DATA SECTION:
◇ ◇ ◇

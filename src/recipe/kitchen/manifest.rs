// src/recipe/kitchen/manifest.rs

//! Package manifest written alongside the staged files

use crate::error::{Error, Result};
use crate::hash::sha256_file;
use crate::recipe::format::PackageMetadata;
use serde::{Deserialize, Serialize};
use std::fs;
use std::os::unix::fs::PermissionsExt;
use std::path::{Path, PathBuf};

/// File name of the manifest inside the package archive
pub const MANIFEST_FILE: &str = "MANIFEST.toml";

/// Human-readable description of a package archive
#[derive(Debug, Clone, PartialEq, Eq, Serialize, Deserialize)]
pub struct PackageManifest {
    pub package: ManifestPackage,
    #[serde(default)]
    pub files: Vec<ManifestFile>,
}

/// `[package]` table of the manifest
#[derive(Debug, Clone, PartialEq, Eq, Serialize, Deserialize)]
pub struct ManifestPackage {
    pub name: String,
    pub version: String,
    pub revision: String,
    #[serde(default, skip_serializing_if = "Option::is_none")]
    pub homepage: Option<String>,
    #[serde(default, skip_serializing_if = "Option::is_none")]
    pub description: Option<String>,
}

/// One `[[files]]` entry
#[derive(Debug, Clone, PartialEq, Eq, Serialize, Deserialize)]
pub struct ManifestFile {
    /// Absolute install path (e.g. `/usr/local/bin/loggerd`)
    pub path: String,
    pub size: u64,
    pub mode: u32,
    pub sha256: String,
}

impl PackageManifest {
    /// Describe the given files, each a path under the staging root
    ///
    /// Entries are sorted by path; anything else under `destdir` is ignored.
    pub fn from_installed(
        metadata: &PackageMetadata,
        destdir: &Path,
        installed: &[PathBuf],
    ) -> Result<Self> {
        let mut files = Vec::with_capacity(installed.len());

        for path in staged_relative(destdir, installed)? {
            let full = destdir.join(&path);
            let meta = fs::metadata(&full)
                .map_err(|e| Error::PackageFailure(format!("{}: {}", full.display(), e)))?;

            files.push(ManifestFile {
                path: format!("/{}", path.display()),
                size: meta.len(),
                mode: meta.permissions().mode() & 0o7777,
                sha256: sha256_file(&full)?,
            });
        }

        Ok(Self {
            package: ManifestPackage {
                name: metadata.name.clone(),
                version: metadata.version.clone(),
                revision: metadata.revision.clone(),
                homepage: metadata.homepage.clone(),
                description: metadata.description.clone(),
            },
            files,
        })
    }

    /// Serialize to TOML
    pub fn to_toml(&self) -> Result<String> {
        toml::to_string_pretty(self)
            .map_err(|e| Error::PackageFailure(format!("Failed to serialize manifest: {}", e)))
    }

    /// Parse from TOML
    pub fn from_toml(content: &str) -> Result<Self> {
        toml::from_str(content).map_err(|e| Error::ParseError(format!("Invalid manifest: {}", e)))
    }
}

/// Installed paths relative to `destdir`, sorted and deduplicated
pub(crate) fn staged_relative(destdir: &Path, installed: &[PathBuf]) -> Result<Vec<PathBuf>> {
    let mut relative = installed
        .iter()
        .map(|path| {
            path.strip_prefix(destdir)
                .map(Path::to_path_buf)
                .map_err(|_| {
                    Error::PackageFailure(format!(
                        "{} is outside the staging root {}",
                        path.display(),
                        destdir.display()
                    ))
                })
        })
        .collect::<Result<Vec<_>>>()?;
    relative.sort();
    relative.dedup();
    Ok(relative)
}
// src/cli/mod.rs
//! CLI definitions for pkgcook
//!
//! The actual command implementations are in the `commands` module.
//! Every command defaults to the built-in loggerd recipe; `--recipe` reads
//! a TOML recipe instead.

use clap::{Args, Parser, Subcommand};

#[derive(Parser)]
#[command(name = "pkgcook")]
#[command(author = "pkgcook Contributors")]
#[command(version)]
#[command(about = "Build and package the loggerd daemon from a recipe", long_about = None)]
pub struct Cli {
    #[command(subcommand)]
    pub command: Commands,
}

/// Which recipe to use and where its sources live
#[derive(Args, Debug, Clone)]
pub struct RecipeArgs {
    /// Path to a TOML recipe file (default: built-in loggerd recipe)
    #[arg(short, long)]
    pub recipe: Option<String>,

    /// Override the recipe's source directory
    #[arg(short, long)]
    pub source: Option<String>,
}

#[derive(Subcommand)]
pub enum Commands {
    /// Build, install into the staging tree, and package
    Cook {
        #[command(flatten)]
        recipe: RecipeArgs,

        /// Staging root that install writes under
        #[arg(short, long, default_value = "tmp-dest")]
        destdir: String,

        /// Output directory for the package archive
        #[arg(short, long, default_value = "pkg")]
        output: String,

        /// Skip packaging; stop after install
        #[arg(long)]
        no_package: bool,

        /// Keep build directory after completion
        #[arg(long)]
        keep_builddir: bool,

        /// Search path for build tools (default: $PATH)
        #[arg(long)]
        path: Option<String>,
    },

    /// Compile only; prints the build directory for a later `install`
    Build {
        #[command(flatten)]
        recipe: RecipeArgs,

        /// Parent directory for the build directory (default: system temp)
        #[arg(long)]
        build_root: Option<String>,

        /// Search path for build tools (default: $PATH)
        #[arg(long)]
        path: Option<String>,
    },

    /// Install the artifacts of an earlier `build` into the staging tree
    Install {
        #[command(flatten)]
        recipe: RecipeArgs,

        /// Build directory printed by `build`
        #[arg(short, long)]
        build_dir: String,

        /// Staging root that install writes under
        #[arg(short, long, default_value = "tmp-dest")]
        destdir: String,

        /// Also package the staging tree into this directory
        #[arg(short, long)]
        output: Option<String>,
    },

    /// Show package metadata and validate the recipe
    Show {
        #[command(flatten)]
        recipe: RecipeArgs,

        /// Output as JSON
        #[arg(long)]
        json: bool,
    },

    /// Print the installation path for PATH under the recipe's prefix
    Prefix {
        /// Path relative to the prefix (e.g. "bin")
        path: Option<String>,

        /// Path to a TOML recipe file (default: built-in loggerd recipe)
        #[arg(short, long)]
        recipe: Option<String>,
    },
}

◇ ◇ ◇

EXERCISE: Search the material for the word "Parser" and copy every matching line.

ANSWER BOX:
use clap::{Args, Parser, Subcommand};
#[derive(Parser)]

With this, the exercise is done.